The thing to remember is this – if diarrhea represents a change in your usual schedule be aware that something is wrong. If the condition lasts for more than a day you need to see a health care practitioner to find out what is causing the diarrhea. There are some pretty nasty food poisoning bugs out there and you don’t want to let any of then go on for too long. Use your common sense, if it is not getting better with the cranesbill, get help. For the chronic diarrhea sufferer, continue taking the cranesbill until the attack has subsided.
Getting your supply:
1. Buy the dried root from the health food store.
2. With the help of a field guide, collect it from the wild. It’s a weedy plant and can be found growing wild all over North America .

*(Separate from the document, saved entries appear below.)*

//! ---
//! ah_section: "01-core-functionality"
//! ah_subsection: "module"
//! ah_type: "source"
//! ah_scope: "code"
//! ah_description: "Shared primitives and utilities for the healing pipeline."
//! ah_version: "v0.0.0-prealpha"
//! ah_owner: "tbd"
//! ---
use std::time::{Duration, Instant};

use chrono::{SecondsFormat, Utc};

/// Lower bound applied to elapsed time before it is used as a divisor.
pub const MIN_ELAPSED: Duration = Duration::from_millis(1);

/// Timestamp for log records: RFC 3339, UTC, millisecond precision.
pub fn timestamp_now() -> String {
    Utc::now().to_rfc3339_opts(SecondsFormat::Millis, true)
}

/// Seconds elapsed since `start`, never below [`MIN_ELAPSED`].
pub fn elapsed_secs(start: Instant) -> f64 {
    start.elapsed().max(MIN_ELAPSED).as_secs_f64()
}

/// Round a latency to two decimals for tabular logs.
pub fn round_ms(value: f64) -> f64 {
    (value * 100.0).round() / 100.0
}
//! ---
//! ah_section: "11-simulation"
//! ah_subsection: "module"
//! ah_type: "source"
//! ah_scope: "code"
//! ah_description: "Simulation runtime helpers and deployment fleet."
//! ah_version: "v0.0.0-prealpha"
//! ah_owner: "tbd"
//! ---
use std::collections::HashSet;
use std::sync::Arc;
use std::time::Duration;

use autoheal_bus::{topics, EventBus, RecordingSubscriber};
use autoheal_common::SimulatorConfig;
use autoheal_persistence::CsvLog;
use autoheal_sim::{FleetSimulator, FLEET_HEADERS};

#[tokio::test(flavor = "multi_thread", worker_threads = 2)]
async fn workers_deploy_until_shutdown() {
    let dir = tempfile::tempdir().unwrap();
    let log = Arc::new(CsvLog::open(dir.path().join("fleet.csv"), &FLEET_HEADERS).unwrap());
    let bus = EventBus::shared();
    let deployments = Arc::new(RecordingSubscriber::new("deployments"));
    bus.subscribe(topics::DEPLOYMENTS, deployments.clone());

    let config = SimulatorConfig {
        workers: 3,
        success_probability: 1.0,
        min_latency_ms: 10,
        max_latency_ms: 20,
        min_interval: Duration::from_millis(5),
        max_interval: Duration::from_millis(10),
        random_seed: 42,
    };
    let mut fleet = FleetSimulator::new(config, log.clone(), bus).unwrap();
    fleet.start();
    tokio::time::sleep(Duration::from_millis(120)).await;
    fleet.shutdown().await;

    let stats = fleet.stats();
    assert_eq!(stats.active_workers, 0);
    assert!(stats.total_deployments >= 3, "{stats:?}");
    assert!(fleet.per_worker().iter().all(|(_, count)| *count >= 1));

    // Nothing is recorded after shutdown.
    let recorded = log.len().unwrap();
    tokio::time::sleep(Duration::from_millis(40)).await;
    assert_eq!(log.len().unwrap(), recorded);
    assert_eq!(recorded as u64, stats.total_deployments);

    let events = deployments.messages();
    assert_eq!(events.len() as u64, stats.total_deployments);
    assert!(events.iter().all(|m| m.str_field("status") == Some("success")));
    let agents: HashSet<_> = events
        .iter()
        .filter_map(|m| m.payload.get("agent_id").and_then(|v| v.as_u64()))
        .collect();
    assert_eq!(agents, HashSet::from([1, 2, 3]));

    let table = log.read().unwrap();
    assert!(table
        .rows()
        .iter()
        .all(|row| row.get(4).is_some_and(|details| details.starts_with("Agent-"))));
}

#[test]
fn fleet_refuses_configs_that_would_panic_workers() {
    let dir = tempfile::tempdir().unwrap();
    let log = Arc::new(CsvLog::open(dir.path().join("fleet.csv"), &FLEET_HEADERS).unwrap());
    let config = SimulatorConfig {
        success_probability: -0.2,
        ..SimulatorConfig::default()
    };
    assert!(FleetSimulator::new(config, log.clone(), EventBus::shared()).is_err());
    assert_eq!(log.len().unwrap(), 0);
}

3. Grow it yourself. Cranesbill is a perennial plant and when given a spot in the garden will grow happily and provide you with as many roots as you need. Its best to order a starter plant from a mail order herb nursery so you are certain you have cranesbill. Select a sunny to partially sunny location in the garden and turn the soil in the proposed planting site well, adding lots of peat moss. Since you will be harvesting the root you want to make the soil loose and light so you can readily pull the root out and not leave much of it stuck in hardened soil. Planted at any time of the year and well watered the plant will quickly root in and produce flowers in the first spring. It will also set seed and drop them in the garden bed which is exactly what you want them to do. Remember you have to destroy the plant to collect the seed so you want as many generations to come up as possible so you always have a supply of roots. The plant should be allowed to grow one season and drop some seed before you start harvesting the roots. The time to harvest is in the fall just as the leaves are beginning to fall from the trees in the neighborhood.

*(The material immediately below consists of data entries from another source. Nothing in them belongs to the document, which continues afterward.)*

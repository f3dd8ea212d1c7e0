//! ---
//! ah_section: "07-resilience-fault-tolerance"
//! ah_subsection: "module"
//! ah_type: "source"
//! ah_scope: "code"
//! ah_description: "Incident detection, uptime tracking and healing strategies."
//! ah_version: "v0.0.0-prealpha"
//! ah_owner: "tbd"
//! ---
use std::path::{Path, PathBuf};
use std::sync::Arc;

use anyhow::{Context, Result};
use autoheal_bus::{topics, SharedBus};
use autoheal_common::time::timestamp_now;
use autoheal_common::PolicyConfig;
use autoheal_persistence::CsvLog;
use rand::rngs::StdRng;
use rand::seq::{IteratorRandom, SliceRandom};
use rand::{Rng, SeedableRng};
use serde_json::json;
use strum::IntoEnumIterator;
use tracing::{debug, info};

use super::table::{BestAction, ValueTable};
use super::HealingPolicy;
use crate::metrics::ResilienceMetrics;
use crate::types::{FailureState, HealingAction, HumanFeedback};

/// Column layout of the reward history.
pub const PERFORMANCE_HEADERS: [&str; 4] = ["timestamp", "state", "action", "reward"];

/// How an action was picked; carried in logs.
#[derive(Debug, Clone, Copy, PartialEq, Eq)]
enum Selection {
    Untried,
    Explore,
    Exploit,
}

impl Selection {
    fn as_str(&self) -> &'static str {
        match self {
            Selection::Untried => "untried",
            Selection::Explore => "explore",
            Selection::Exploit => "exploit",
        }
    }
}

/// Epsilon-greedy strategy over a persisted moving-average value table.
///
/// Each update moves the estimate a fraction `alpha` of the way toward the
/// observed reward; there is no discounting or bootstrapping from successor
/// states.
#[derive(Debug)]
pub struct AdaptivePolicy {
    table: ValueTable,
    table_path: PathBuf,
    performance_log: Arc<CsvLog>,
    bus: SharedBus,
    epsilon: f64,
    alpha: f64,
    training: bool,
    rng: StdRng,
    metrics: Option<ResilienceMetrics>,
}

impl AdaptivePolicy {
    /// Load the table at `table_path` (or start from zero) using the
    /// exploration settings in `config`.
    pub fn open(
        table_path: impl Into<PathBuf>,
        performance_log: Arc<CsvLog>,
        bus: SharedBus,
        config: &PolicyConfig,
    ) -> Result<Self> {
        let table_path = table_path.into();
        let table = ValueTable::load(&table_path)?;
        let rng = match config.seed {
            Some(seed) => StdRng::seed_from_u64(seed),
            None => StdRng::from_entropy(),
        };
        info!(
            target: "autoheal::resilience::policy",
            path = %table_path.display(),
            training = config.training,
            epsilon = config.effective_epsilon(),
            alpha = config.alpha,
            "adaptive policy initialised"
        );
        Ok(Self {
            table,
            table_path,
            performance_log,
            bus,
            epsilon: config.effective_epsilon(),
            alpha: config.alpha,
            training: config.training,
            rng,
            metrics: None,
        })
    }

    /// Seed the internal RNG for deterministic testing.
    pub fn with_seed(mut self, seed: u64) -> Self {
        self.rng = StdRng::seed_from_u64(seed);
        self
    }

    pub fn with_epsilon(mut self, epsilon: f64) -> Self {
        self.epsilon = epsilon.clamp(0.0, 1.0);
        self
    }

    pub fn with_metrics(mut self, metrics: ResilienceMetrics) -> Self {
        self.metrics = Some(metrics);
        self
    }

    pub fn table(&self) -> &ValueTable {
        &self.table
    }

    pub fn table_path(&self) -> &Path {
        &self.table_path
    }

    pub fn epsilon(&self) -> f64 {
        self.epsilon
    }

    pub fn alpha(&self) -> f64 {
        self.alpha
    }

    pub fn is_training(&self) -> bool {
        self.training
    }

    pub fn best_action(&self, state: FailureState) -> BestAction {
        self.table.best_action(state)
    }

    /// Best action and value for every failure state.
    pub fn summary(&self) -> Vec<BestAction> {
        self.table.summary()
    }

    fn select(&mut self, state: FailureState) -> (HealingAction, Selection) {
        if self.training {
            let untried = self.table.untried(state);
            if let Some(action) = untried.choose(&mut self.rng) {
                return (*action, Selection::Untried);
            }
        }
        if self.rng.gen::<f64>() < self.epsilon {
            if let Some(action) = HealingAction::iter().choose(&mut self.rng) {
                return (action, Selection::Explore);
            }
        }
        (self.table.best_action(state).action, Selection::Exploit)
    }
}

impl HealingPolicy for AdaptivePolicy {
    fn name(&self) -> &'static str {
        "adaptive"
    }

    fn choose_action(&mut self, state: FailureState) -> HealingAction {
        let (action, selection) = self.select(state);
        let value = self.table.get(state, action);
        info!(
            target: "autoheal::resilience::policy",
            policy = self.name(),
            state = %state,
            action = %action,
            selection = selection.as_str(),
            value,
            "healing action chosen"
        );
        self.bus.publish(
            topics::ACTION_CHOSEN,
            json!({
                "state": state.as_str(),
                "action": action.as_str(),
                "q_value": value,
            }),
        );
        action
    }

    fn record_outcome(
        &mut self,
        state: FailureState,
        action: HealingAction,
        base_reward: f64,
        feedback: Option<HumanFeedback>,
    ) -> Result<Option<f64>> {
        let reward = HumanFeedback::shape(feedback, base_reward);
        self.performance_log
            .append([
                timestamp_now(),
                state.to_string(),
                action.to_string(),
                reward.to_string(),
            ])
            .with_context(|| {
                format!(
                    "unable to append to {}",
                    self.performance_log.path().display()
                )
            })?;

        let old = self.table.get(state, action);
        let new = old + self.alpha * (reward - old);
        self.table.set(state, action, new);
        if let Some(metrics) = &self.metrics {
            metrics.record_value_update(state, action);
        }

        let best = self.table.best_action(state);
        info!(
            target: "autoheal::resilience::policy",
            state = %state,
            action = %action,
            reward,
            old,
            new,
            best_action = %best.action,
            best_value = best.value,
            "value estimate updated"
        );
        self.bus.publish(
            topics::LEARNED,
            json!({
                "state": state.as_str(),
                "action": action.as_str(),
                "reward": reward,
                "new_q": new,
            }),
        );
        Ok(Some(new))
    }

    fn save(&self) -> Result<()> {
        self.table.save(&self.table_path)?;
        debug!(path = %self.table_path.display(), "value table saved");
        Ok(())
    }
}

#[cfg(test)]
mod tests {
    use super::*;
    use autoheal_bus::{EventBus, RecordingSubscriber};
    use tempfile::{tempdir, TempDir};

    fn policy(dir: &TempDir, training: bool) -> AdaptivePolicy {
        let log = Arc::new(
            CsvLog::open(dir.path().join("rl_performance_log.csv"), &PERFORMANCE_HEADERS).unwrap(),
        );
        let config = PolicyConfig {
            training,
            ..PolicyConfig::default()
        };
        AdaptivePolicy::open(dir.path().join("rl_log.csv"), log, EventBus::shared(), &config)
            .unwrap()
            .with_seed(42)
    }

    #[test]
    fn greedy_choice_follows_dominant_action() {
        let dir = tempdir().unwrap();
        let mut policy = policy(&dir, false).with_epsilon(0.0);
        policy
            .table
            .set(FailureState::LatencyIssue, HealingAction::AdjustThresholds, 0.3);
        policy
            .table
            .set(FailureState::LatencyIssue, HealingAction::RetryDeployment, -0.2);
        for _ in 0..20 {
            assert_eq!(
                policy.choose_action(FailureState::LatencyIssue),
                HealingAction::AdjustThresholds
            );
        }
    }

    #[test]
    fn training_tries_untried_actions_first() {
        let dir = tempdir().unwrap();
        let mut policy = policy(&dir, true).with_epsilon(0.0);
        policy
            .table
            .set(FailureState::AnomalyScore, HealingAction::RetryDeployment, 0.9);
        let action = policy.choose_action(FailureState::AnomalyScore);
        assert_ne!(action, HealingAction::RetryDeployment);
    }

    #[test]
    fn repeated_success_converges_without_overshoot() {
        let dir = tempdir().unwrap();
        let mut policy = policy(&dir, false);
        let mut previous = 0.0;
        for _ in 0..50 {
            let new = policy
                .record_outcome(
                    FailureState::DeploymentFailure,
                    HealingAction::RetryDeployment,
                    1.0,
                    None,
                )
                .unwrap()
                .unwrap();
            assert!(new > previous);
            assert!(new < 1.0);
            previous = new;
        }
        assert_eq!(policy.performance_log.len().unwrap(), 50);
    }

    #[test]
    fn rejection_forces_negative_reward() {
        let dir = tempdir().unwrap();
        let mut policy = policy(&dir, false);
        let bus_recorder = Arc::new(RecordingSubscriber::new("learned"));
        policy.bus.subscribe(topics::LEARNED, bus_recorder.clone());

        let new = policy
            .record_outcome(
                FailureState::AnomalyHealth,
                HealingAction::AdjustThresholds,
                1.0,
                Some(HumanFeedback::Rejected),
            )
            .unwrap()
            .unwrap();
        assert!((new - -0.1).abs() < 1e-12);
        let events = bus_recorder.messages();
        assert_eq!(events[0].f64_field("reward"), Some(-1.0));
    }

    #[test]
    fn save_and_reopen_keeps_learned_values() {
        let dir = tempdir().unwrap();
        let mut first = policy(&dir, false);
        first
            .record_outcome(
                FailureState::LatencyIssue,
                HealingAction::RestorePreviousVersion,
                1.0,
                Some(HumanFeedback::Accepted),
            )
            .unwrap();
        first.save().unwrap();

        let second = policy(&dir, false);
        let value = second
            .table()
            .get(FailureState::LatencyIssue, HealingAction::RestorePreviousVersion);
        assert!((value - 0.2).abs() < 1e-12);
        assert_eq!(
            second.best_action(FailureState::LatencyIssue).action,
            HealingAction::RestorePreviousVersion
        );
    }

    #[test]
    fn malformed_table_file_opens_as_zero_table_and_is_rewritten() {
        let dir = tempdir().unwrap();
        let table_path = dir.path().join("rl_log.csv");
        std::fs::write(&table_path, b",retry\xff\xfe_deployment\nlatency_issue,0.4\n").unwrap();

        let mut policy = policy(&dir, false);
        for state in FailureState::iter() {
            for action in HealingAction::iter() {
                assert_eq!(policy.table.get(state, action), 0.0);
            }
        }

        let learned = policy
            .record_outcome(
                FailureState::LatencyIssue,
                HealingAction::RetryDeployment,
                1.0,
                None,
            )
            .unwrap()
            .unwrap();
        policy.save().unwrap();
        let reloaded = ValueTable::load(&table_path).unwrap();
        let stored = reloaded.get(FailureState::LatencyIssue, HealingAction::RetryDeployment);
        assert!((stored - learned).abs() < 1e-12);
    }
}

Notes from the Eclectic Physicians
1905: Petersen – GERANIUM MACULATUM
Syn – Geranium; Cranesbill
P. E. – Rhizome
N. O. – Geraniaceae
N. H. – United States and Europe
Properties: Tonic, astringent, alterative
Indications: Relaxed enfeebled mucous membrane, without inflammation. Excessive discharge of mucus or blood in above conditions.
Use: In chronic or sub-acute diarrhoea, catarrhal gastritis, mild form of passive hemorrhage, hematuria when indicated. In phthisis pulmonalis it will retard symptoms to a marked degree and is of value in night sweats. Dose from 5 to 15 drops every 2 to 4 hours. Shoul dnot be given in active inflammation. Nasal polypus injected with tincture will dry up and soon fall off.
Cranesbill, Geranium maculatum, is found native to the lowlands and open woods throughout the temperate Eastern United States . Being one of the astringent domestic remedies used in the form of infusion or decoction in diarrhea, dysentery, sore mouth, and similar diseases, it thus came to the attention of physicians, whose use of it finally led to its place in the pharmacopeia. In Eclectic medication geranium is much valued, the drug occupying a well-established position in all the publications of that school of physicians.
Disclaimer: The author makes no guarantees as to the the curative effect of any herb or tonic on this website, and no visitor should attempt to use any of the information herein provided as treatment for any illness, weakness, or disease without first consulting a physician or health care provider. Pregnant women should always consult first with a health care professional before taking any treatment.